Using aplot, it will do all the dirty work for us and all the subplots are aligned properly as demonstrated in Figure 7.6B.

Example of aligning tree with data side-by-side to create composite plot. cowplot` just places the subplots together (A), while aplot does extra work to make sure that tree-associated subplots are properly ordered according to the tree structure (B). Note: The ‘A’ category in the bar plot that is not matched with the tree was removed.

FIGURE 7.6: Example of aligning tree with data side-by-side to create composite plot. cowplot` just places the subplots together (A), while aplot does extra work to make sure that tree-associated subplots are properly ordered according to the tree structure (B). Note: The ‘A’ category in the bar plot that is not matched with the tree was removed.

7.6 Summary

Although there are many software packages that support visualizing phylogenetic trees, plotting a tree with data is often missing or with only limited support. Some of the packages define S4 classes to store phylogenetic tree with domain-specific data, such as OutbreakTools (Jombart et al., 2014) defined obkData for storing tree with epidemiology data and phyloseq (McMurdie & Holmes, 2013) defines phyloseq for storing tree with microbiome data. These packages are capable of presenting some of the data stored in the object on the tree. However, not all the associated data are supported. For example, species abundance stored in the phyloseq object is not supported to be visualized using the phyloseq package. These packages did not provide any utilities to integrate external data for tree visualization. None of these packages support visualizing external data and aligning the plot to a tree based on the tree structure.

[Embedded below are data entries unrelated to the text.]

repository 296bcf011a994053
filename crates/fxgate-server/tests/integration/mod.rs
mod auth_tests;
mod common;
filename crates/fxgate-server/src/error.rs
use std::error::Error as _;
use std::fmt::Write as _;

use axum::http::{HeaderValue, StatusCode, header};
use axum::response::{IntoResponse, Response};

use fxgate_core::error::AppError;

use crate::dto::ErrorResponse;

/// Wrapper so we can implement `IntoResponse` for `AppError`.
pub struct ApiError(pub AppError);

impl From<AppError> for ApiError {
    fn from(err: AppError) -> Self {
        Self(err)
    }
}

/// Attached to a 500 response so the incident middleware can record what
/// went wrong without leaking it to the caller.
#[derive(Clone, Debug)]
pub struct FailureReport(pub String);

/// Render an error and its `source()` chain, one cause per line.
pub fn describe(err: &AppError) -> String {
    let mut out = format!("{err:?}: {err}");
    let mut source = err.source();
    while let Some(cause) = source {
        let _ = write!(out, "\n caused by: {cause}");
        source = cause.source();
    }
    out
}

fn error_body(status: StatusCode, error: &str, message: impl Into<String>) -> Response {
    let body = ErrorResponse {
        error: error.to_string(),
        message: message.into(),
    };
    (status, axum::Json(body)).into_response()
}

fn unauthorized(message: &str) -> Response {
    let mut response = error_body(StatusCode::UNAUTHORIZED, "unauthorized", message);
    response
        .headers_mut()
        .insert(header::WWW_AUTHENTICATE, HeaderValue::from_static("Bearer"));
    response
}

/// Upstream 4xx/5xx statuses are relayed as-is; anything else becomes 502.
fn relay_status(status: u16) -> StatusCode {
    StatusCode::from_u16(status)
        .ok()
        .filter(|s| s.is_client_error() || s.is_server_error())
        .unwrap_or(StatusCode::BAD_GATEWAY)
}

impl IntoResponse for ApiError {
    fn into_response(self) -> Response {
        match self.0 {
            AppError::InvalidCredentials => unauthorized("Incorrect username or password"),
            AppError::InvalidToken(reason) => {
                tracing::warn!(%reason, "Rejected bearer token");
                unauthorized("Could not validate credentials")
            }
            AppError::AccountDisabled(_) => {
                error_body(StatusCode::BAD_REQUEST, "inactive_user", "Inactive user")
            }
            err @ AppError::InvalidDate(_) => {
                error_body(StatusCode::BAD_REQUEST, "validation_error", err.to_string())
            }
            AppError::Upstream { status, body } => {
                (relay_status(status), axum::Json(body)).into_response()
            }
            err => {
                tracing::error!(error = %err, "Unhandled request failure");
                let mut response = error_body(
                    StatusCode::INTERNAL_SERVER_ERROR,
                    "internal_error",
                    "An error occurred",
                );
                response
                    .extensions_mut()
                    .insert(FailureReport(describe(&err)));
                response
            }
        }
    }
}
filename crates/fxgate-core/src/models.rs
use std::fmt;

use serde::{Deserialize, Serialize};

/// A stored account. Keyed by `username` in the credential store.
#[derive(Debug, Clone, PartialEq, Eq)]
pub struct CredentialRecord {
    pub username: String,
    /// bcrypt digest, never the plaintext
    pub password_hash: String,
    pub disabled: bool,
}

impl CredentialRecord {
    /// A fresh, enabled account.
    pub fn new(username: impl Into<String>, password_hash: impl Into<String>) -> Self {
        Self {
            username: username.into(),
            password_hash: password_hash.into(),
            disabled: false,
        }
    }
}

/// JWT claims carried by a bearer token.
#[derive(Debug, Clone, Serialize, Deserialize)]
pub struct Claims {
    /// Subject (username)
    pub sub: String,
    /// Expiration (seconds since epoch)
    pub exp: i64,
    /// Issued at (seconds since epoch)
    pub iat: i64,
    /// Token id
    pub jti: String,
}

/// Three-letter-ish currency identifier, normalized to uppercase.
///
/// No check against a known currency list is made here; the upstream
/// provider is the authority on which codes exist.
#[derive(Debug, Clone, PartialEq, Eq, Hash, PartialOrd, Ord, Serialize, Deserialize)]
#[serde(from = "String", into = "String")]
pub struct CurrencyCode(String);

impl CurrencyCode {
    pub fn new(code: &str) -> Self {
        Self(code.trim().to_uppercase())
    }

    pub fn as_str(&self) -> &str {
        &self.0
    }
}

impl From<String> for CurrencyCode {
    fn from(code: String) -> Self {
        Self::new(&code)
    }
}

impl From<&str> for CurrencyCode {
    fn from(code: &str) -> Self {
        Self::new(code)
    }
}

impl From<CurrencyCode> for String {
    fn from(code: CurrencyCode) -> Self {
        code.0
    }
}

impl fmt::Display for CurrencyCode {
    fn fmt(&self, f: &mut fmt::Formatter<'_>) -> fmt::Result {
        f.write_str(&self.0)
    }
}

/// Result of a conversion: the target currency and the produced amount.
#[derive(Debug, Clone, PartialEq)]
pub struct Conversion {
    pub target: CurrencyCode,
    pub amount: f64,
}
use std::sync::Arc;

use clap::Parser;
use tokio::net::TcpListener;
use tower_http::cors::CorsLayer;
use tower_http::trace::TraceLayer;
use tracing_subscriber::EnvFilter;

use fxgate_server::config::ServerConfig;
use fxgate_server::routes;
use fxgate_server::state::AppState;

#[tokio::main]
async fn main() -> anyhow::Result<()> {
    let _ = dotenvy::dotenv();

    tracing_subscriber::fmt()
        .with_env_filter(EnvFilter::from_default_env().add_directive("fxgate=info".parse()?))
        .with_target(false)
        .init();

    let config = ServerConfig::parse();
    let state = Arc::new(AppState::from_config(&config)?);
    tracing::info!(
        provider = %config.fast_forex_base_url,
        error_log = %state.incidents.path().display(),
        "Configuration loaded"
    );

    let app = routes::router(state)
        .layer(TraceLayer::new_for_http())
        .layer(CorsLayer::permissive());

    let addr = config.addr();
    tracing::info!("Starting server on {addr}");
    let listener = TcpListener::bind(&addr).await?;
    axum::serve(listener, app)
        .with_graceful_shutdown(shutdown_signal())
        .await?;

    Ok(())
}

async fn shutdown_signal() {
    if let Err(e) = tokio::signal::ctrl_c().await {
        tracing::error!(error = %e, "Failed to listen for shutdown signal");
        std::future::pending::<()>().await;
    }
    tracing::info!("Shutdown signal received");
}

The ggtree package provides two general solutions for integrating data. Method 1, the %<+% operator, can integrate external and internal node data and map the data as a visual characteristic to visualize the tree and other datasets used in geom_facet() or ggtreeExtra::geom_fruit(). Method 2, the geom_facet layer or ggtreeExtra::geom_fruit(), has no restriction of input data as long as there is a geom function available to plot the data (e.g., species abundance displayed by geom_density_ridges as demonstrated in Figure 9.4). Users are free to combine different panels and combine different geom layers in the same panel (Figure 13.1).

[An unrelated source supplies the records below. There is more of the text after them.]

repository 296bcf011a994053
use chrono::TimeDelta;

use crate::error::AppError;
use crate::models::CredentialRecord;
use crate::password::PasswordHasher;
use crate::token::TokenIssuer;
use crate::traits::CredentialStore;

/// Account creation, password login, and bearer-token resolution.
///
/// Generic over the credential store so durable storage can replace the
/// in-memory map without touching any of the logic here.
#[derive(Clone)]
pub struct AuthService<S>
where
    S: CredentialStore,
{
    store: S,
    hasher: PasswordHasher,
    tokens: TokenIssuer,
    token_ttl: TimeDelta,
}

impl<S> AuthService<S>
where
    S: CredentialStore,
{
    pub fn new(store: S, hasher: PasswordHasher, tokens: TokenIssuer, token_ttl: TimeDelta) -> Self {
        Self {
            store,
            hasher,
            tokens,
            token_ttl,
        }
    }

    pub fn store(&self) -> &S {
        &self.store
    }

    pub fn token_ttl(&self) -> TimeDelta {
        self.token_ttl
    }

    /// Hash the password and store a fresh, enabled record.
    ///
    /// An existing record with the same username is overwritten.
    pub async fn create_account(
        &self,
        username: &str,
        password: &str,
    ) -> Result<CredentialRecord, AppError> {
        let hasher = self.hasher;
        let plaintext = password.to_string();
        let password_hash = tokio::task::spawn_blocking(move || hasher.hash(&plaintext))
            .await
            .map_err(|e| AppError::Generic(format!("hashing task failed: {e}")))??;

        let record = CredentialRecord::new(username, password_hash);
        self.store.put(username, record.clone()).await?;

        tracing::info!(username, "Account created");
        Ok(record)
    }

    /// Check a username/password pair against the store.
    pub async fn authenticate(
        &self,
        username: &str,
        password: &str,
    ) -> Result<CredentialRecord, AppError> {
        let Some(record) = self.store.get(username).await? else {
            tracing::warn!(username, "Login attempt for unknown user");
            return Err(AppError::InvalidCredentials);
        };

        let hasher = self.hasher;
        let plaintext = password.to_string();
        let digest = record.password_hash.clone();
        let valid = tokio::task::spawn_blocking(move || hasher.verify(&plaintext, &digest))
            .await
            .map_err(|e| AppError::Generic(format!("verification task failed: {e}")))?;

        if !valid {
            tracing::warn!(username, "Failed login attempt");
            return Err(AppError::InvalidCredentials);
        }
        Ok(record)
    }

    /// Authenticate and mint an access token with the configured lifetime.
    pub async fn login(&self, username: &str, password: &str) -> Result<String, AppError> {
        let record = self.authenticate(username, password).await?;
        let token = self.tokens.issue(&record.username, Some(self.token_ttl))?;
        tracing::info!(username = %record.username, "Login successful");
        Ok(token)
    }

    /// Resolve a bearer token to an active account.
    ///
    /// Unauthenticated → Identified (token verifies) → Active (record exists
    /// and is not disabled). An unknown subject is reported as an invalid
    /// token; a disabled account is reported separately.
    pub async fn resolve_active(&self, token: &str) -> Result<CredentialRecord, AppError> {
        let subject = self.tokens.verify(token)?;

        let record = self
            .store
            .get(&subject)
            .await?
            .ok_or_else(|| AppError::InvalidToken(format!("no account for subject '{subject}'")))?;

        if record.disabled {
            return Err(AppError::AccountDisabled(record.username));
        }
        Ok(record)
    }
}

The ggtree package has many unique features that cannot be found in other implementations (Yu et al., 2018):

  1. Integrating node/edge data to the tree can be mapped to visual characteristics of the tree or other datasets (Figure 7.1).
  2. Capable of parsing expressions (math symbols or text formatting), emoji, and image files (Chapter 8).
  3. No pre-definition of input data types or how the data should be plotted in geom_facet() (Table C.1).
  4. Combining different geom functions to visualize associated data is supported (Figure 13.1).
  5. Visualizing different datasets on the same panel is supported.
  6. Data integrated by %<+% can be used in geom_facet() layer.
  7. Able to add further annotations to specific layers.
  8. Modular design by separating tree visualization, data integration (Method 1), and graph alignment (Method 2).

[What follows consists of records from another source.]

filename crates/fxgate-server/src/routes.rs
use std::sync::Arc;

use axum::extract::{Extension, Form, Query, State};
use axum::middleware;
use axum::response::IntoResponse;
use axum::routing::{get, post};
use axum::{Json, Router};
use utoipa::OpenApi;
use utoipa_swagger_ui::SwaggerUi;

use fxgate_core::ConversionRequest;

use crate::auth::{CurrentUser, require_active_user};
use crate::dto::{
    AccountResponse, ConversionResponse, ConvertQuery, CredentialsForm, CurrencyListResponse,
    HealthResponse, TokenResponse,
};
use crate::error::ApiError;
use crate::incident::record_failures;
use crate::openapi::ApiDoc;
use crate::state::AppState;

/// Build the full router with all routes and middleware.
pub fn router(state: Arc<AppState>) -> Router {
    let api = Router::new()
        .route("/v1/currency/all", get(list_currencies))
        .route("/v1/convert", get(convert))
        .layer(middleware::from_fn_with_state(
            state.clone(),
            require_active_user,
        ));

    let public = Router::new()
        .route("/gettoken", post(get_token))
        .route("/createaccount", post(create_account))
        .route("/health", get(health))
        .merge(SwaggerUi::new("/swagger-ui").url("/api-docs/openapi.json", ApiDoc::openapi()));

    public
        .merge(api)
        .layer(middleware::from_fn_with_state(state.clone(), record_failures))
        .with_state(state)
}

// ---------------------------------------------------------------------------
// Auth
// ---------------------------------------------------------------------------

#[utoipa::path(
    post,
    path = "/gettoken",
    request_body(content = CredentialsForm, content_type = "application/x-www-form-urlencoded"),
    responses(
        (status = 200, description = "Access token", body = TokenResponse),
        (status = 401, description = "Incorrect username or password", body = crate::dto::ErrorResponse),
    ),
    tag = "auth"
)]
pub async fn get_token(
    State(state): State<Arc<AppState>>,
    Form(form): Form<CredentialsForm>,
) -> Result<impl IntoResponse, ApiError> {
    let token = state.auth.login(&form.username, &form.password).await?;
    Ok(Json(TokenResponse::bearer(token)))
}

#[utoipa::path(
    post,
    path = "/createaccount",
    request_body(content = CredentialsForm, content_type = "application/x-www-form-urlencoded"),
    responses(
        (status = 200, description = "Account created or replaced", body = AccountResponse),
    ),
    tag = "auth"
)]
pub async fn create_account(
    State(state): State<Arc<AppState>>,
    Form(form): Form<CredentialsForm>,
) -> Result<impl IntoResponse, ApiError> {
    let record = state
        .auth
        .create_account(&form.username, &form.password)
        .await?;
    Ok(Json(AccountResponse::from(record)))
}

// ---------------------------------------------------------------------------
// Currency
// ---------------------------------------------------------------------------

#[utoipa::path(
    get,
    path = "/v1/currency/all",
    responses(
        (status = 200, description = "Supported currency codes", body = CurrencyListResponse),
        (status = 400, description = "Inactive user", body = crate::dto::ErrorResponse),
        (status = 401, description = "Could not validate credentials", body = crate::dto::ErrorResponse),
        (status = 500, description = "Unhandled failure", body = crate::dto::ErrorResponse),
    ),
    security(("bearer" = [])),
    tag = "currency"
)]
pub async fn list_currencies(
    State(state): State<Arc<AppState>>,
    Extension(user): Extension<CurrentUser>,
) -> Result<impl IntoResponse, ApiError> {
    let currencies = state.exchange.list_currencies().await?;
    tracing::debug!(username = %user.username, count = currencies.len(), "Listed currencies");

    Ok(Json(CurrencyListResponse {
        currencies: currencies.into_iter().map(String::from).collect(),
    }))
}

#[utoipa::path(
    get,
    path = "/v1/convert",
    params(ConvertQuery),
    responses(
        (status = 200, description = "Converted amount keyed by target currency", body = ConversionResponse),
        (status = 400, description = "Malformed date or inactive user", body = crate::dto::ErrorResponse),
        (status = 401, description = "Could not validate credentials", body = crate::dto::ErrorResponse),
        (status = 500, description = "Unhandled failure", body = crate::dto::ErrorResponse),
    ),
    security(("bearer" = [])),
    tag = "currency"
)]
pub async fn convert(
    State(state): State<Arc<AppState>>,
    Extension(user): Extension<CurrentUser>,
    Query(query): Query<ConvertQuery>,
) -> Result<impl IntoResponse, ApiError> {
    let mut request =
        ConversionRequest::new(&query.base_currency, &query.target_currency, query.amount);
    if let Some(date) = query.date {
        request = request.on_date(date);
    }

    let conversion = state.exchange.convert(&request).await?;
    tracing::debug!(username = %user.username, target = %conversion.target, "Converted");

    Ok(Json(ConversionResponse::from(conversion)))
}

// ---------------------------------------------------------------------------
// Health
// ---------------------------------------------------------------------------

#[utoipa::path(
    get,
    path = "/health",
    responses(
        (status = 200, description = "Service is healthy", body = HealthResponse),
    ),
    tag = "system"
)]
pub async fn health() -> impl IntoResponse {
    Json(HealthResponse { status: "healthy" })
}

Modular design is a unique feature for ggtree to stand out from other packages. The tree can be visualized with data stored in the tree object or external data linked by the %<+% operator, and fully annotated with multiple layers of annotations (Figures 7.1 and 13.1), before passing it to geom_facet() layer. The geom_facet() layer can be called progressively to add multiple panels or multiple layers on the same panels (Figure 13.1). This creates the possibility of plotting a full annotated tree with complex data panels that contain multiple graphic layers.

The ggtree package fits the R ecosystem and extends the abilities to integrate and present data with trees to existing phylogenetic packages. As demonstrated in Figure 9.4, we can plot species abundance distributions with the phyloseq object. This cannot be easily done without ggtree. With ggtree, we are able to attach additional data to tree objects using the %<+% operator and align graphs to a tree using the geom_facet() layer. Integrating ggtree into existing workflows will extend the abilities and broaden the applications to present phylogeny-associated data, especially for comparative studies.